In a study in mammalian cells, an extract from edible seaweeds was found to outperform remdesivir, in effectiveness against SARS-CoV-2 that causes Covid-19.
Heparin, a common blood thinner, and a heparin variant stripped of its anticoagulant properties, performed on par with remdesivir in inhibiting the virus.
The spike protein on SARS-CoV-2 latches onto the ACE-2 receptor on the surface of human cells. But in the study, the virus could be persuaded to lock onto a decoy molecule that offers a similar fit.
The neutralised virus would be trapped and eventually degrade naturally. Previous research has shown this decoy technique works in trapping other viruses, including dengue.

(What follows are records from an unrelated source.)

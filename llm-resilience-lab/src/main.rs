use anyhow::{Context, Result};
use llm_resilience_engine::observability::init_logging;
use llm_resilience_engine::ResilienceLayer;
use metrics_exporter_prometheus::PrometheusBuilder;
use std::sync::Arc;
use std::time::Duration;
use tokio::signal;
use tokio::time::{interval, MissedTickBehavior};
use tokio_util::sync::CancellationToken;

mod config;
mod probes;

use probes::HttpProbe;

#[tokio::main]
async fn main() -> Result<()> {
    // Load configuration
    let settings = config::Settings::load()?;

    init_logging(settings.log.clone())?;
    tracing::info!("Starting LLM resilience monitor");

    if let Some(addr) = settings.metrics_addr {
        PrometheusBuilder::new()
            .with_http_listener(addr)
            .install()
            .context("Failed to install Prometheus exporter")?;
        tracing::info!("Metrics exporter listening on {}", addr);
    }

    let layer = ResilienceLayer::from_settings(&settings.resilience)?;

    let client = reqwest::Client::builder()
        .timeout(settings.resilience.health.probe_timeout)
        .build()?;
    for service in &settings.services {
        let probe = HttpProbe::new(client.clone(), &service.url, service.expected_status)
            .with_context(|| format!("Invalid probe settings for {}", service.name))?;
        layer
            .health
            .register(service.name.clone(), Arc::new(probe), service.metadata.clone())
            .await?;
    }
    if settings.services.is_empty() {
        tracing::warn!("No services configured; the monitor has nothing to poll");
    }

    layer.health.start()?;

    let maintenance = CancellationToken::new();
    let pruner = tokio::spawn(prune_signatures(
        layer.clone(),
        settings.prune_interval,
        maintenance.clone(),
    ));

    shutdown_signal().await;

    maintenance.cancel();
    if let Err(e) = pruner.await {
        tracing::error!("Signature pruner ended abnormally: {}", e);
    }
    layer.shutdown().await;

    let overall = layer.overall_health().await;
    let report = serde_json::to_string(&overall)?;
    if overall.status.is_available() {
        tracing::info!(status = %overall.status, "Final health: {}", report);
    } else {
        tracing::warn!(status = %overall.status, "Final health: {}", report);
    }

    Ok(())
}

/// Periodically drops error signatures past their retention period.
async fn prune_signatures(layer: ResilienceLayer, every: Duration, token: CancellationToken) {
    let mut ticker = interval(every.max(Duration::from_secs(1)));
    ticker.set_missed_tick_behavior(MissedTickBehavior::Delay);
    // The first tick completes immediately
    ticker.tick().await;

    loop {
        tokio::select! {
            _ = token.cancelled() => break,
            _ = ticker.tick() => {
                let removed = layer.classifier.prune_expired();
                tracing::debug!("Pruned {} error signatures", removed);
            }
        }
    }
}

/// Wait for a shutdown signal (SIGTERM or SIGINT)
async fn shutdown_signal() {
    let ctrl_c = async {
        if let Err(e) = signal::ctrl_c().await {
            tracing::error!("Failed to listen for Ctrl+C: {}", e);
            std::future::pending::<()>().await;
        }
    };

    #[cfg(unix)]
    let terminate = async {
        match signal::unix::signal(signal::unix::SignalKind::terminate()) {
            Ok(mut stream) => {
                stream.recv().await;
            }
            Err(e) => {
                tracing::error!("Failed to install SIGTERM handler: {}", e);
                std::future::pending::<()>().await;
            }
        }
    };

    #[cfg(not(unix))]
    let terminate = std::future::pending::<()>();

    tokio::select! {
        _ = ctrl_c => {
            tracing::info!("Received SIGINT (Ctrl+C)");
        }
        _ = terminate => {
            tracing::info!("Received SIGTERM");
        }
    }
}
//! Alert handlers for health status transitions.

use async_trait::async_trait;
use llm_resilience_core::domain::HealthStatus;
use llm_resilience_core::traits::{AlertHandler, HealthAlert};
use tokio::sync::mpsc;
use tracing::{error, info, warn};

/// Logs alerts using the tracing system
#[derive(Debug, Default, Clone, Copy)]
pub struct LoggingAlertHandler;

#[async_trait]
impl AlertHandler for LoggingAlertHandler {
    async fn handle_alert(&self, alert: HealthAlert) {
        match alert.current {
            HealthStatus::Healthy => {
                info!(service = %alert.service, previous = %alert.previous, "{}", alert.message);
            }
            HealthStatus::Degraded => {
                warn!(service = %alert.service, previous = %alert.previous, "{}", alert.message);
            }
            HealthStatus::Unhealthy | HealthStatus::Critical => {
                error!(
                    service = %alert.service,
                    previous = %alert.previous,
                    "{} health alert: {}",
                    alert.current.to_string().to_uppercase(),
                    alert.message
                );
            }
        }
    }
}

/// Forwards alerts into an unbounded channel.
///
/// Alerts are dropped once the receiving side is closed.
#[derive(Debug, Clone)]
pub struct ChannelAlertHandler {
    sender: mpsc::UnboundedSender<HealthAlert>,
}

impl ChannelAlertHandler {
    pub fn channel() -> (Self, mpsc::UnboundedReceiver<HealthAlert>) {
        let (sender, receiver) = mpsc::unbounded_channel();
        (Self { sender }, receiver)
    }
}

#[async_trait]
impl AlertHandler for ChannelAlertHandler {
    async fn handle_alert(&self, alert: HealthAlert) {
        let _ = self.sender.send(alert);
    }
}
//! Delay computation for retries.
//!
//! `attempt` is the 1-based number of the attempt that just failed; the
//! returned delay is slept before the next one. Every strategy is clamped to
//! `max_delay`.
//!
//! | Strategy              | Delay after attempt `n`                          |
//! |-----------------------|--------------------------------------------------|
//! | `Fixed`               | `base`                                           |
//! | `Linear`              | `base * n`                                       |
//! | `Exponential`         | `base * multiplier^(n - 1)`                      |
//! | `Fibonacci`           | `base * fib(n)` with `fib(1) = fib(2) = 1`       |
//! | `JitteredExponential` | exponential plus `U(0, exponential * jitter)`    |

use llm_resilience_core::domain::{BackoffStrategy, RetryConfig};
use rand::Rng;
use std::time::Duration;

/// Computes the delay after `attempt` using the thread-local RNG for jitter.
pub fn compute_delay(config: &RetryConfig, attempt: u32) -> Duration {
    compute_delay_with(config, attempt, &mut rand::thread_rng())
}

/// Computes the delay after `attempt` with a caller-supplied RNG.
pub fn compute_delay_with<R: Rng + ?Sized>(
    config: &RetryConfig,
    attempt: u32,
    rng: &mut R,
) -> Duration {
    let n = attempt.max(1);
    let base = config.base_delay.as_secs_f64();

    let secs = match config.backoff {
        BackoffStrategy::Fixed => base,
        BackoffStrategy::Linear => base * n as f64,
        BackoffStrategy::Exponential => exponential(base, config.multiplier, n),
        BackoffStrategy::Fibonacci => base * fibonacci(n),
        BackoffStrategy::JitteredExponential => {
            let delay = exponential(base, config.multiplier, n);
            delay + rng.gen::<f64>() * delay * config.jitter_factor
        }
    };

    clamp(secs, config.max_delay)
}

fn exponential(base: f64, multiplier: f64, n: u32) -> f64 {
    let exponent = i32::try_from(n - 1).unwrap_or(i32::MAX);
    base * multiplier.powi(exponent)
}

fn fibonacci(n: u32) -> f64 {
    let (mut prev, mut current) = (0.0_f64, 1.0_f64);
    for _ in 1..n {
        let next = prev + current;
        prev = current;
        current = next;
        if current.is_infinite() {
            break;
        }
    }
    current
}

fn clamp(secs: f64, max: Duration) -> Duration {
    let max_secs = max.as_secs_f64();
    if !secs.is_finite() || secs >= max_secs {
        max
    } else if secs <= 0.0 {
        Duration::ZERO
    } else {
        Duration::from_secs_f64(secs)
    }
}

The new research tested antiviral activity in three variants of heparin (heparin, trisulfated heparin, and a non-anticoagulant low molecular weight heparin) and two extracts (RPI-27 and RPI-28) from seaweed.
With each compound, the researchers performed a dose-response study on mammalian cells. They compared a value called EC50 (a lower value signals a more potent compound).
RPI-27 yielded an EC50 value of about 83 nanomolar, while a similar previous test of remdesivir on the same mammalian cells yielded an EC50 of 770 nanomolar (RPI-27 was, therefore, more potent).
Heparin yielded an EC50 2.1 micromolar or about one-third as active as remdesivir, and a non-anticoagulant analogue of heparin yielded an EC50 of 5.0 micromolar, about one-fifth as active as remdesivir.